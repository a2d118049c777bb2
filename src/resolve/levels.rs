use crate::model::{Context, ContextKind, Notebook, Page, Section};

use super::code::{Code, ParsedInput};
use super::fuzzy;
use super::item::{Command, SearchItem};

/// What one level contributed. `Exact` short-circuits the whole
/// composition; `Ranked` accumulates and descent continues.
#[derive(Debug)]
pub(crate) enum Resolution {
    Exact(Vec<SearchItem>),
    Ranked(Vec<SearchItem>),
}

fn all_exact(items: Vec<SearchItem>) -> Resolution {
    Resolution::Exact(items.into_iter().map(SearchItem::into_exact).collect())
}

// ---------------------------------------------------------------------------
// Section level
// ---------------------------------------------------------------------------

fn new_section(title: Option<&str>) -> SearchItem {
    let label = match title {
        Some(t) => format!("New section: {t}"),
        None => "New section".to_string(),
    };
    SearchItem::ranked(
        label,
        Code::NewSection,
        Command::NewSection {
            title: title.map(str::to_string),
        },
    )
}

pub(crate) fn resolve_sections(
    parsed: &ParsedInput,
    input: &str,
    notebook: &Notebook,
) -> Resolution {
    let selects: Vec<SearchItem> = notebook
        .sections
        .iter()
        .enumerate()
        .map(|(idx, s)| {
            SearchItem::ranked(
                format!("Select section: {}", s.title),
                Code::SelectSection,
                Command::SelectSection { section: idx },
            )
        })
        .collect();

    match (parsed.code, parsed.additional.as_deref()) {
        (Some(Code::NewSection), rest) => all_exact(vec![new_section(rest)]),
        (Some(Code::SelectSection), Some(rest)) => {
            let hits = fuzzy::rank_items(rest, selects);
            if hits.is_empty() {
                // no section matches: treat the text as a title to create
                all_exact(vec![new_section(Some(rest))])
            } else {
                all_exact(hits)
            }
        }
        (Some(Code::SelectSection), None) if !selects.is_empty() => all_exact(selects),
        _ => {
            let mut all = vec![new_section(None)];
            all.extend(selects);
            Resolution::Ranked(fuzzy::rank_items(input.trim(), all))
        }
    }
}

// ---------------------------------------------------------------------------
// Page level
// ---------------------------------------------------------------------------

fn new_page(title: Option<&str>) -> SearchItem {
    let label = match title {
        Some(t) => format!("New page: {t}"),
        None => "New page".to_string(),
    };
    SearchItem::ranked(
        label,
        Code::NewPage,
        Command::NewPage {
            title: title.map(str::to_string),
        },
    )
}

pub(crate) fn resolve_pages(parsed: &ParsedInput, input: &str, section: &Section) -> Resolution {
    let selects: Vec<SearchItem> = section
        .pages
        .iter()
        .enumerate()
        .map(|(idx, p)| {
            SearchItem::ranked(
                format!("Select page: {}", p.title),
                Code::SelectPage,
                Command::SelectPage { page: idx },
            )
        })
        .collect();
    let remove_done = SearchItem::ranked(
        "Remove done items from page",
        Code::RemoveDonePage,
        Command::RemoveDonePage,
    );

    match (parsed.code, parsed.additional.as_deref()) {
        (Some(Code::NewPage), rest) => all_exact(vec![new_page(rest)]),
        (Some(Code::SelectPage), Some(rest)) => {
            let hits = fuzzy::rank_items(rest, selects);
            if hits.is_empty() {
                all_exact(vec![new_page(Some(rest))])
            } else {
                all_exact(hits)
            }
        }
        (Some(Code::SelectPage), None) if !selects.is_empty() => all_exact(selects),
        (Some(Code::RemoveDonePage), None) => all_exact(vec![remove_done]),
        _ => {
            let mut all = vec![new_page(None)];
            all.extend(selects);
            all.push(remove_done);
            Resolution::Ranked(fuzzy::rank_items(input.trim(), all))
        }
    }
}

// ---------------------------------------------------------------------------
// Context level
// ---------------------------------------------------------------------------

/// Split a `nc` remainder into an optional leading kind token and a title:
/// `todo Work` → (todo, "Work"), `Work` → (none, "Work"), `ul` → (ul, none)
fn split_kind(rest: &str) -> (Option<ContextKind>, Option<String>) {
    let mut parts = rest.splitn(2, ' ');
    let first = parts.next().unwrap_or("");
    match ContextKind::from_token(first) {
        Some(kind) => {
            let title = parts
                .next()
                .map(str::trim)
                .filter(|s| !s.is_empty())
                .map(str::to_string);
            (Some(kind), title)
        }
        None => (None, Some(rest.to_string())),
    }
}

fn new_context(kind: Option<ContextKind>, title: Option<String>) -> SearchItem {
    let label = match &title {
        Some(t) => format!("New context: {t}"),
        None => "New context".to_string(),
    };
    SearchItem::ranked(label, Code::NewContext, Command::NewContext { kind, title })
}

pub(crate) fn resolve_contexts(parsed: &ParsedInput, input: &str, page: &Page) -> Resolution {
    let selects: Vec<SearchItem> = page
        .contexts
        .iter()
        .enumerate()
        .map(|(idx, c)| {
            SearchItem::ranked(
                format!("Select context: {}", c.title),
                Code::SelectContext,
                Command::SelectContext { context: idx },
            )
        })
        .collect();

    match (parsed.code, parsed.additional.as_deref()) {
        (Some(Code::NewContext), Some(rest)) => {
            let (kind, title) = split_kind(rest);
            all_exact(vec![new_context(kind, title)])
        }
        (Some(Code::NewContext), None) => all_exact(vec![new_context(None, None)]),
        (Some(Code::SelectContext), Some(rest)) => {
            let hits = fuzzy::rank_items(rest, selects);
            if hits.is_empty() {
                let (kind, title) = split_kind(rest);
                all_exact(vec![new_context(kind, title)])
            } else {
                all_exact(hits)
            }
        }
        (Some(Code::SelectContext), None) if !selects.is_empty() => all_exact(selects),
        _ => {
            let mut all = vec![new_context(None, None)];
            all.extend(selects);
            Resolution::Ranked(fuzzy::rank_items(input.trim(), all))
        }
    }
}

// ---------------------------------------------------------------------------
// Item level
// ---------------------------------------------------------------------------

fn new_item(kind: ContextKind, title: Option<&str>) -> SearchItem {
    let noun = match kind {
        ContextKind::Todo => "todo",
        ContextKind::Ol | ContextKind::Ul => "list item",
    };
    let label = match title {
        Some(t) => format!("New {noun}: {t}"),
        None => format!("New {noun}"),
    };
    let title = title.map(str::to_string);
    let command = match kind {
        ContextKind::Todo => Command::NewTodo { title },
        ContextKind::Ol | ContextKind::Ul => Command::NewListItem { title },
    };
    SearchItem::ranked(label, Code::NewItem, command)
}

pub(crate) fn resolve_items(
    parsed: &ParsedInput,
    input: &str,
    context: &Context,
    nothing_accumulated: bool,
) -> Resolution {
    let dones: Vec<SearchItem> = context
        .items
        .iter()
        .enumerate()
        .filter(|(_, item)| item.is_todo())
        .map(|(idx, item)| {
            SearchItem::ranked(
                format!("Mark done: {}", item.title()),
                Code::Done,
                Command::MarkDone { item: idx },
            )
        })
        .collect();
    let remove_done = SearchItem::ranked(
        "Remove done items from context",
        Code::RemoveDoneContext,
        Command::RemoveDoneContext,
    );
    let sort = SearchItem::ranked("Sort items by title", Code::Sort, Command::SortContext);

    match (parsed.code, parsed.additional.as_deref()) {
        (Some(Code::NewItem), rest) => {
            return all_exact(vec![new_item(context.kind, rest)]);
        }
        (Some(Code::Done), Some(rest)) => {
            let hits = fuzzy::rank_items(rest, dones.clone());
            if !hits.is_empty() {
                return all_exact(hits);
            }
            // fall through: unmatched `d` text degrades to free text below
        }
        (Some(Code::Done), None) => {
            if !dones.is_empty() {
                return all_exact(dones);
            }
        }
        (Some(Code::RemoveDoneContext), None) => {
            return all_exact(vec![remove_done]);
        }
        (Some(Code::Sort), None) => {
            return all_exact(vec![sort]);
        }
        _ => {}
    }

    let mut all = dones;
    all.push(new_item(context.kind, None));
    all.push(remove_done);
    all.push(sort);
    let ranked = fuzzy::rank_items(input.trim(), all);

    // Deepest-level fallback: nothing matched anywhere, so offer the whole
    // input as a new item title (leading near-miss code tokens included).
    if ranked.is_empty() && nothing_accumulated {
        return all_exact(vec![new_item(context.kind, Some(input.trim()))]);
    }
    Resolution::Ranked(ranked)
}

#[cfg(test)]
mod tests {
    use super::*;
    use crate::model::Item;
    use crate::resolve::code::parse_input;

    fn section_with_pages(titles: &[&str]) -> Section {
        let mut section = Section::new("Sec");
        for t in titles {
            section.pages.push(Page::new(*t));
        }
        section
    }

    fn todo_context(items: &[(&str, bool)]) -> Context {
        let mut ctx = Context::new("Stuff", ContextKind::Todo);
        for (title, done) in items {
            ctx.items.push(Item::Todo {
                title: (*title).to_string(),
                done: *done,
            });
        }
        ctx
    }

    fn exact_titles(resolution: Resolution) -> Vec<String> {
        match resolution {
            Resolution::Exact(items) => {
                assert!(items.iter().all(|i| i.exact));
                items.into_iter().map(|i| i.title).collect()
            }
            Resolution::Ranked(items) => panic!("expected exact, got ranked {items:?}"),
        }
    }

    #[test]
    fn select_page_with_text_narrows_to_matches() {
        let section = section_with_pages(&["Quests", "Builds"]);
        let input = "p que";
        let titles = exact_titles(resolve_pages(&parse_input(input), input, &section));
        assert_eq!(titles, vec!["Select page: Quests"]);
    }

    #[test]
    fn unmatched_select_falls_back_to_create() {
        let section = section_with_pages(&["Quests"]);
        let input = "p Mods";
        let titles = exact_titles(resolve_pages(&parse_input(input), input, &section));
        assert_eq!(titles, vec!["New page: Mods"]);
    }

    #[test]
    fn bare_select_code_lists_all_pages_exact() {
        let section = section_with_pages(&["Quests", "Builds"]);
        let titles = exact_titles(resolve_pages(&parse_input("p"), "p", &section));
        assert_eq!(titles, vec!["Select page: Quests", "Select page: Builds"]);
    }

    #[test]
    fn remove_done_page_requires_bare_code() {
        let section = section_with_pages(&["Quests"]);
        let titles = exact_titles(resolve_pages(&parse_input("rp"), "rp", &section));
        assert_eq!(titles, vec!["Remove done items from page"]);

        // with a remainder the code does not apply; input degrades to fuzzy
        let result = resolve_pages(&parse_input("rp xyzzy"), "rp xyzzy", &section);
        match result {
            Resolution::Ranked(items) => assert!(items.is_empty()),
            Resolution::Exact(items) => panic!("rp with remainder must not be exact: {items:?}"),
        }
    }

    #[test]
    fn kind_token_splits_off_the_title() {
        assert_eq!(
            split_kind("todo Work"),
            (Some(ContextKind::Todo), Some("Work".to_string()))
        );
        assert_eq!(split_kind("ul"), (Some(ContextKind::Ul), None));
        assert_eq!(split_kind("Workout plan"), (None, Some("Workout plan".to_string())));
    }

    #[test]
    fn new_context_carries_kind_and_title() {
        let page = Page::new("P");
        let input = "nc todo Work";
        let result = resolve_contexts(&parse_input(input), input, &page);
        match result {
            Resolution::Exact(items) => {
                assert_eq!(items.len(), 1);
                assert_eq!(items[0].title, "New context: Work");
                assert_eq!(
                    items[0].command,
                    Command::NewContext {
                        kind: Some(ContextKind::Todo),
                        title: Some("Work".to_string()),
                    }
                );
            }
            Resolution::Ranked(items) => panic!("expected exact, got {items:?}"),
        }
    }

    #[test]
    fn done_with_text_narrows_to_matching_todos() {
        let ctx = todo_context(&[("Call bank", false), ("Buy milk", false)]);
        let input = "d milk";
        let titles = exact_titles(resolve_items(&parse_input(input), input, &ctx, true));
        assert_eq!(titles, vec!["Mark done: Buy milk"]);
    }

    #[test]
    fn bare_done_lists_every_todo() {
        let ctx = todo_context(&[("Call bank", true), ("Buy milk", false)]);
        let titles = exact_titles(resolve_items(&parse_input("d"), "d", &ctx, true));
        assert_eq!(titles, vec!["Mark done: Call bank", "Mark done: Buy milk"]);
    }

    #[test]
    fn sort_and_remove_done_require_bare_codes() {
        let ctx = todo_context(&[("A", false)]);
        let titles = exact_titles(resolve_items(&parse_input("sort"), "sort", &ctx, true));
        assert_eq!(titles, vec!["Sort items by title"]);
        let titles = exact_titles(resolve_items(&parse_input("rc"), "rc", &ctx, true));
        assert_eq!(titles, vec!["Remove done items from context"]);
    }

    #[test]
    fn unmatched_text_becomes_a_new_item_title() {
        let ctx = todo_context(&[("Call bank", false)]);
        let input = "d zzz unmatched";
        let titles = exact_titles(resolve_items(&parse_input(input), input, &ctx, true));
        assert_eq!(titles, vec!["New todo: d zzz unmatched"]);
    }

    #[test]
    fn fallback_is_suppressed_when_shallower_levels_matched() {
        let ctx = todo_context(&[("Call bank", false)]);
        let input = "qqqq";
        match resolve_items(&parse_input(input), input, &ctx, false) {
            Resolution::Ranked(items) => assert!(items.is_empty()),
            Resolution::Exact(items) => panic!("expected ranked, got {items:?}"),
        }
    }

    #[test]
    fn list_context_offers_list_items_and_no_done_candidates() {
        let mut ctx = Context::new("Steps", ContextKind::Ol);
        ctx.items.push(Item::entry("First"));
        let titles = exact_titles(resolve_items(&parse_input("n"), "n", &ctx, true));
        assert_eq!(titles, vec!["New list item"]);

        let ranked = match resolve_items(&parse_input(""), "", &ctx, true) {
            Resolution::Ranked(items) => items,
            Resolution::Exact(items) => panic!("expected ranked, got {items:?}"),
        };
        assert!(ranked.iter().all(|i| i.code != Code::Done));
    }
}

» **EXERCISE GOAL**
Find how many lines in the listing contain the word "Mods" and give that count alone.

» **RESULT FOR THIS EXERCISE**
2